Overall, Summit attendees loaded up more than 500 bags of spent oyster shells that are then replanted to provide a substrate for future oyster growth. “Here in the Charleston area, oysters are in our blood. Seeing this Shimano crew, with members for Canada, the Pacific Northwest, and all across the country, pitching in and show genuine interest in the way oysters improve our water quality and our inshore habitat was pretty special,” said Shimano pro staffer Captain Ben Powers with Reel Time Charters. When not guiding anglers, Powers both harvests oysters for local restaurants and has been extremely involved in oyster reel restoration efforts.

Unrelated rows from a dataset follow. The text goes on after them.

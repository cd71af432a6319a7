// crates/diaglog-translator/src/translator.rs
// ============================================================================
// Module: Translator
// Description: Rendering of log entries into localized display text.
// Purpose: Combine locale coordination, catalog lookup, and interpolation.
// Dependencies: thiserror, crate::{catalog, environment, events, locale, localizer}
// ============================================================================

//! ## Overview
//! [`Translator`] turns a [`LogEntry`] into text in the active locale:
//!
//! 1. The active locale is re-applied to the environment, and `LC_ALL` is forced
//!    to it for the duration of the call.
//! 2. The template for the entry's module and tag is looked up in the lazily
//!    built catalog. Without one, the entry's own fallback string is returned.
//! 3. The template is localized for the effective environment locale and the
//!    entry's arguments are interpolated into it.
//!
//! Missing translations are never errors. The only failure is a catalog that
//! cannot be built, which surfaces from the first call that needs it.

// ============================================================================
// SECTION: Imports
// ============================================================================

use std::fmt;
use std::sync::Arc;

use thiserror::Error;

use crate::catalog::Catalog;
use crate::catalog::CatalogError;
use crate::catalog::CatalogRegistry;
use crate::catalog::DEFAULT_BASE_MODULE;
use crate::catalog::ModuleRegistry;
use crate::entry::LogEntry;
use crate::environment::LC_ALL;
use crate::environment::LocaleEnvironment;
use crate::environment::ProcessLocaleEnvironment;
use crate::environment::ScopedVar;
use crate::environment::effective_message_locale;
use crate::events::EventSink;
use crate::events::NoopEventSink;
use crate::events::TranslatorEvent;
use crate::interpolate::interpolate;
use crate::locale::DEFAULT_FALLBACK_LOCALE;
use crate::locale::LocaleCoordinator;
use crate::localizer::MessageLocalizer;
use crate::localizer::SourceText;

// ============================================================================
// SECTION: Errors
// ============================================================================

/// Errors raised by the translator.
///
/// # Invariants
/// - Variants are stable for programmatic handling.
#[derive(Debug, Clone, PartialEq, Eq, Error)]
pub enum TranslatorError {
    /// The catalog could not be built.
    #[error(transparent)]
    Catalog(#[from] CatalogError),
    /// A process-wide translator is already installed.
    #[error("process translator already initialized")]
    AlreadyInitialized,
}

// ============================================================================
// SECTION: Builder
// ============================================================================

/// Configures and constructs a [`Translator`].
pub struct TranslatorBuilder {
    /// Explicit locale; resolved from the environment when `None`.
    locale: Option<String>,
    /// Replacement for the `C` baseline.
    fallback_locale: String,
    /// Module loaded after `SYSTEM`.
    base_module: String,
    /// Active evaluation modules.
    modules: Arc<dyn ModuleRegistry>,
    /// Ambient locale state.
    environment: Arc<dyn LocaleEnvironment>,
    /// Localized template source.
    localizer: Arc<dyn MessageLocalizer>,
    /// Event destination.
    events: Arc<dyn EventSink>,
}

impl TranslatorBuilder {
    /// Starts a builder over `modules` using the process environment.
    #[must_use]
    pub fn new(modules: Arc<dyn ModuleRegistry>) -> Self {
        Self {
            locale: None,
            fallback_locale: DEFAULT_FALLBACK_LOCALE.to_string(),
            base_module: DEFAULT_BASE_MODULE.to_string(),
            modules,
            environment: Arc::new(ProcessLocaleEnvironment),
            localizer: Arc::new(SourceText),
            events: Arc::new(NoopEventSink),
        }
    }

    /// Sets an explicit locale.
    #[must_use]
    pub fn locale(mut self, locale: impl Into<String>) -> Self {
        self.locale = Some(locale.into());
        self
    }

    /// Sets the replacement for the `C` baseline locale.
    #[must_use]
    pub fn fallback_locale(mut self, locale: impl Into<String>) -> Self {
        self.fallback_locale = locale.into();
        self
    }

    /// Sets the module loaded right after `SYSTEM`.
    #[must_use]
    pub fn base_module(mut self, module: impl Into<String>) -> Self {
        self.base_module = module.into();
        self
    }

    /// Replaces the locale environment.
    #[must_use]
    pub fn environment(mut self, environment: Arc<dyn LocaleEnvironment>) -> Self {
        self.environment = environment;
        self
    }

    /// Replaces the message localizer.
    #[must_use]
    pub fn localizer(mut self, localizer: Arc<dyn MessageLocalizer>) -> Self {
        self.localizer = localizer;
        self
    }

    /// Replaces the event sink.
    #[must_use]
    pub fn event_sink(mut self, events: Arc<dyn EventSink>) -> Self {
        self.events = events;
        self
    }

    /// Builds the translator, applying its locale to the environment.
    #[must_use]
    pub fn build(self) -> Translator {
        let coordinator = LocaleCoordinator::with_fallback(
            self.locale.as_deref(),
            self.fallback_locale,
            self.environment,
        );
        let translator = Translator {
            coordinator,
            catalogs: CatalogRegistry::new(self.base_module, self.modules),
            localizer: self.localizer,
            events: self.events,
        };
        translator.emit(TranslatorEvent::LocaleApplied {
            locale: translator.coordinator.locale().to_string(),
        });
        translator
    }
}

// ============================================================================
// SECTION: Translator
// ============================================================================

/// Renders log entries in the active locale.
///
/// # Invariants
/// - The catalog is built at most once per translator.
/// - Every call that renders text re-applies the active locale to the environment.
/// - Only one translator should drive a shared environment at a time.
pub struct Translator {
    /// Active locale owner.
    coordinator: LocaleCoordinator,
    /// Lazily built catalog.
    catalogs: CatalogRegistry,
    /// Localized template source.
    localizer: Arc<dyn MessageLocalizer>,
    /// Event destination.
    events: Arc<dyn EventSink>,
}

impl Translator {
    /// Creates a translator on the process environment with default settings.
    ///
    /// Without an explicit `locale`, the locale is resolved from the environment.
    ///
    /// `modules` must register the base module (`Basic` unless the builder says
    /// otherwise). Without it the catalog cannot be built and every translation
    /// fails with [`CatalogError::UnknownModule`], built-in `SYSTEM` tags included.
    #[must_use]
    pub fn new(locale: Option<&str>, modules: Arc<dyn ModuleRegistry>) -> Self {
        let builder = TranslatorBuilder::new(modules);
        match locale {
            Some(locale) => builder.locale(locale).build(),
            None => builder.build(),
        }
    }

    /// Starts a builder over `modules`.
    #[must_use]
    pub fn builder(modules: Arc<dyn ModuleRegistry>) -> TranslatorBuilder {
        TranslatorBuilder::new(modules)
    }

    /// Returns the active locale, re-applying it to the environment.
    #[must_use]
    pub fn locale(&self) -> &str {
        self.coordinator.locale()
    }

    /// Changes the active locale and applies it to the environment.
    pub fn set_locale(&mut self, locale: impl Into<String>) {
        self.coordinator.set_locale(locale);
        self.emit(TranslatorEvent::LocaleApplied {
            locale: self.coordinator.locale().to_string(),
        });
    }

    /// Resolves the locale the environment requests, as at construction.
    pub fn resolve_default_locale(&self) -> String {
        self.coordinator.resolve_default_locale()
    }

    /// Returns the full catalog, building it on first use.
    ///
    /// # Errors
    ///
    /// Returns [`TranslatorError`] when the catalog cannot be built.
    pub fn all_tag_descriptions(&self) -> Result<&Catalog, TranslatorError> {
        let fresh = !self.catalogs.is_loaded();
        let catalog = self.catalogs.load()?;
        if fresh {
            self.emit(TranslatorEvent::CatalogLoaded {
                modules: catalog.len(),
                tags: catalog.tag_count(),
            });
        }
        Ok(catalog)
    }

    /// Translates the entry's message without timestamp or level.
    ///
    /// Returns the entry's fallback string when no template exists.
    ///
    /// # Errors
    ///
    /// Returns [`TranslatorError`] when the catalog cannot be built.
    pub fn translate_tag(&self, entry: &LogEntry) -> Result<String, TranslatorError> {
        let environment = self.coordinator.environment();
        let _scope = ScopedVar::set(environment, LC_ALL, self.coordinator.locale());
        let catalog = self.all_tag_descriptions()?;
        let Some(template) = catalog.lookup(&entry.module, &entry.tag) else {
            self.emit(TranslatorEvent::TranslationMissing {
                module: entry.module.clone(),
                tag: entry.tag.clone(),
            });
            return Ok(entry.string.clone());
        };
        Ok(interpolate(self.localize(environment, template), &entry.args))
    }

    /// Renders the entry as `"<timestamp> <level> <message>"`.
    ///
    /// The timestamp is right-aligned in 7 columns with 2 decimals and the
    /// level left-aligned in 9 columns.
    ///
    /// # Errors
    ///
    /// Returns [`TranslatorError`] when the catalog cannot be built.
    pub fn format_entry(&self, entry: &LogEntry) -> Result<String, TranslatorError> {
        let message = self.translate_tag(entry)?;
        Ok(format!("{:7.2} {:<9} {}", entry.timestamp, entry.level, message))
    }

    /// Returns the localized description of a test case.
    ///
    /// Modules are searched in load order; the first that describes `test_case` wins.
    #[must_use]
    pub fn test_case_description(&self, test_case: &str) -> Option<String> {
        let environment = self.coordinator.environment();
        let _scope = ScopedVar::set(environment, LC_ALL, self.coordinator.locale());
        let registered = self.catalogs.module_registry().modules();
        let order = self.catalogs.load_order(&registered).ok()?;
        order.into_iter().find_map(|(_, module)| {
            let descriptions = module.source.test_case_descriptions();
            let description = descriptions.get(test_case)?;
            Some(self.localize(environment, description).to_string())
        })
    }

    /// Localizes `template` for the environment's effective locale.
    fn localize<'a>(&'a self, environment: &dyn LocaleEnvironment, template: &'a str) -> &'a str {
        let locale = effective_message_locale(environment);
        self.localizer.localize(&locale, template).unwrap_or(template)
    }

    /// Sends an event to the sink, ignoring sink failures.
    fn emit(&self, event: TranslatorEvent) {
        let _ = self.events.record(&event);
    }
}

impl fmt::Debug for Translator {
    fn fmt(&self, f: &mut fmt::Formatter<'_>) -> fmt::Result {
        f.debug_struct("Translator")
            .field("coordinator", &self.coordinator)
            .field("base_module", &self.catalogs.base_module())
            .field("catalog_loaded", &self.catalogs.is_loaded())
            .finish_non_exhaustive()
    }
}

Anderson also noted the lively conversations that happened during breaks, lunches, dinners and an on-the-water afternoon. “It didn’t matter if you were a successful bass pro like Luke Clausen or Chris Johnston, a muskie fishing expert like Jim Saric, an accomplished walleye and smallmouth angler such as ‘Big Jim’ McLaughlin, or a salmon and steelhead guide like Ashely Nicole Lewis,” Anderson said, “all these folks share the same passion and while they may fish for different fresh and saltwater species, they all speak the same language – even if there were some different accents among them.”